Worth every penny, just don't leave it in the woods or the back of your truck and risk someone stealing it.  I've had mine over 10 years, that's $35 a year for having the quietest stand on the market.


----------



## FX Jenkins (Apr 20, 2011)

Fans are limited due to price but for some of us it is worth it...it is with out a doubt the lightest and quietest stand out there...


----------



## Wes (Apr 23, 2011)

If you are talking about the climber - It is a nice stand, very compact, very light. if you are a larger fellow I do not recommend it.  I am about 5'9", 160 and it fits me fine if you are over 200 it might be uncomfortable unless you are 7 ft tall.   Do you need to backpack in a stand to where you are going? if not, maybe check out the summit viper. My brother got one and I thought it was light, easy to climb, and comfortable.

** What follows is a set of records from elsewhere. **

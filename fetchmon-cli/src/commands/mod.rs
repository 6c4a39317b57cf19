//! CLI subcommands.

pub mod common;
pub mod config;
pub mod get;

It doesn't break down into a flat packable stand, but if you don't need that, I wouldn't spend the extra for the lone wolf.


----------



## robinsonfam1 (Jul 4, 2011)

if  ninjas were to use a climbing stand then Lone Wolf would be the choice! lol!

ultra quiet, easy, fast, light weight.       go ahead and plan on it getting stolen if you leave it anywhere.


----------



## gobbleinwoods (Jul 4, 2011)

I have had my lw hang on stand 15 years and my lw climber 8.   I would buy them again if I had to make the decision again.   I have others lots of others and the lone wolf stands are by far the best, lightest, and quietest.


----------



## golffreak (Jul 5, 2011)

They are nice, but not worth the $$$ in my opinion.


----------